Does My Child Have Bulimia?
Recognize the warning signs of this eating disorder and find treatment
Eating disorders are a physical and mental health issue that affects both boys and girls. If you think your child suffers from bulimia, then she needs professional treatment.
What is bulimia?
Bulimia is an eating disorder in which the patient is caught in a repeated cycle of uncontrolled eating, followed by some form of purging. Purging techniques can include self-induced vomiting, overuse of laxatives or diuretics, or excessive exercise. Bulimia is a serious condition that can damage organs in the body and even be life threatening if left untreated. A childhood trauma or being bullied about weight can trigger this eating disorder, and it can coexist with drug or alcohol addictions.
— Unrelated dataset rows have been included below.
//! Common types for LLM interactions

use serde::{Deserialize, Serialize};

/// LLM request
#[derive(Debug, Clone, PartialEq, Eq)]
pub struct LlmRequest {
    pub system: Vec<SystemContent>,
    pub messages: Vec<LlmMessage>,
    pub max_tokens: Option<u32>,
}

impl LlmRequest {
    /// Single user turn under one system prompt, the only shape a session sends.
    pub fn single_turn(system: impl Into<String>, prompt: impl Into<String>, max_tokens: u32) -> Self {
        Self {
            system: vec![SystemContent::new(system)],
            messages: vec![LlmMessage::user(prompt)],
            max_tokens: Some(max_tokens),
        }
    }

    /// System prompt blocks joined into one string
    pub fn system_text(&self) -> String {
        self.system
            .iter()
            .map(|s| s.text.as_str())
            .collect::<Vec<_>>()
            .join("\n")
    }
}

/// System prompt content
#[derive(Debug, Clone, PartialEq, Eq)]
pub struct SystemContent {
    pub text: String,
}

impl SystemContent {
    pub fn new(text: impl Into<String>) -> Self {
        Self { text: text.into() }
    }
}

/// Message in conversation
#[derive(Debug, Clone, PartialEq, Eq)]
pub struct LlmMessage {
    pub role: MessageRole,
    pub content: Vec<ContentBlock>,
}

impl LlmMessage {
    pub fn user(text: impl Into<String>) -> Self {
        Self {
            role: MessageRole::User,
            content: vec![ContentBlock::text(text)],
        }
    }

    /// Concatenated text of all text blocks
    pub fn text(&self) -> String {
        self.content
            .iter()
            .filter_map(ContentBlock::as_text)
            .collect::<Vec<_>>()
            .join("")
    }
}

/// Message role
#[derive(Debug, Clone, Copy, PartialEq, Eq)]
pub enum MessageRole {
    User,
    Assistant,
}

impl MessageRole {
    pub fn as_str(self) -> &'static str {
        match self {
            MessageRole::User => "user",
            MessageRole::Assistant => "assistant",
        }
    }
}

/// Content block in a message
#[derive(Debug, Clone, PartialEq, Eq, Serialize, Deserialize)]
#[serde(tag = "type", rename_all = "snake_case")]
pub enum ContentBlock {
    Text { text: String },
    /// Any block kind this crate never sends (tool use, thinking, ...)
    #[serde(other)]
    Unsupported,
}

impl ContentBlock {
    pub fn text(s: impl Into<String>) -> Self {
        ContentBlock::Text { text: s.into() }
    }

    pub fn as_text(&self) -> Option<&str> {
        match self {
            ContentBlock::Text { text } => Some(text.as_str()),
            ContentBlock::Unsupported => None,
        }
    }
}

/// LLM response
#[derive(Debug, Clone, PartialEq, Eq)]
pub struct LlmResponse {
    pub content: Vec<ContentBlock>,
    pub end_turn: bool,
    pub usage: Usage,
}

impl LlmResponse {
    /// Response holding a single text block
    pub fn from_text(text: impl Into<String>) -> Self {
        Self {
            content: vec![ContentBlock::text(text)],
            end_turn: true,
            usage: Usage::default(),
        }
    }

    /// Text of the first content block.
    ///
    /// `None` when the response carries no blocks or the first block is not
    /// text. Later blocks are ignored.
    pub fn first_text(&self) -> Option<&str> {
        self.content.first().and_then(ContentBlock::as_text)
    }
}

/// Usage statistics
#[derive(Debug, Clone, Default, PartialEq, Eq)]
pub struct Usage {
    pub input_tokens: u64,
    pub output_tokens: u64,
    pub cache_creation_tokens: u64,
    pub cache_read_tokens: u64,
}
Although many people associate bulimia with teenage girls, Christopher Willson, clinical director of the outpatient eating disorder program Dine in Philadelphia, sees an increase in boys with bulimia and has seen patients as young as 10. He urges parents not to dismiss potential symptoms as “just a phase” or “to take for granted that a child is too young to have an eating disorder or won’t have this problem because he is male.” He stresses being aware of and sensitive about eating issues.
Warning signs of bulimia
Although not every child with bulimia will exhibit all the possible symptoms, warning signs include:
• Uncontrollable binge eating or overeating when stressed
• Frequent bathroom use after meals
• Guilt or shame about eating
• Depressive moods or mood swings
• Repeated weight fluctuations
• Obsessive concern about weight
• Swollen glands
• Menstrual irregularities
If your child has any of these symptoms, seek the help of an eating disorder specialist to diagnose or rule out bulimia.
Treatment for bulimia
According to Jessica Feldman, director of the Renfrew Center of Radnor, a residential eating disorder treatment facility, “Recovery is a staged process that can take a long time and should not be attempted as a do-it-at-home endeavor.” Depending on the severity of the bulimia, an eating disorder specialist will choose from the following stages of care:
• Round-the-clock residential care
• Treatment for several hours per day, with the patient returning home
• Intensive outpatient treatment a few days per week
• Outpatient therapy sessions
Many medical insurance carriers cover eating disorder treatment, and Medicaid may cover treatment for patients without insurance. If a center does not accept Medicaid, it may recommend a community-based mental health care provider who can manage a child’s bulimia treatment.
At all levels of care, treatment includes nutritional and mental health therapy for the patient and support for family members so they know what they should be doing at home. “The family works on being positive role models about eating and body image,” says Feldman.
John from Philadelphia reports that his daughter Alex (names have been chang-ed) greatly benefited from her day treatment program “once she saw other people dealing with problems similar to her own and realized it was not just her with this problem.”
Likewise, John notes that the family support therapy provided by the treatment center connected him with a community of other families who understand life with a child who has bulimia. The group’s support helps him navigate the ways in which bulimia has drastically changed his life and his daughter’s.
Successful treatment involves cooperation among the patient, family and eating disorder professionals. Parental vigilance is key to recognizing the warning signs of bulimia and taking action.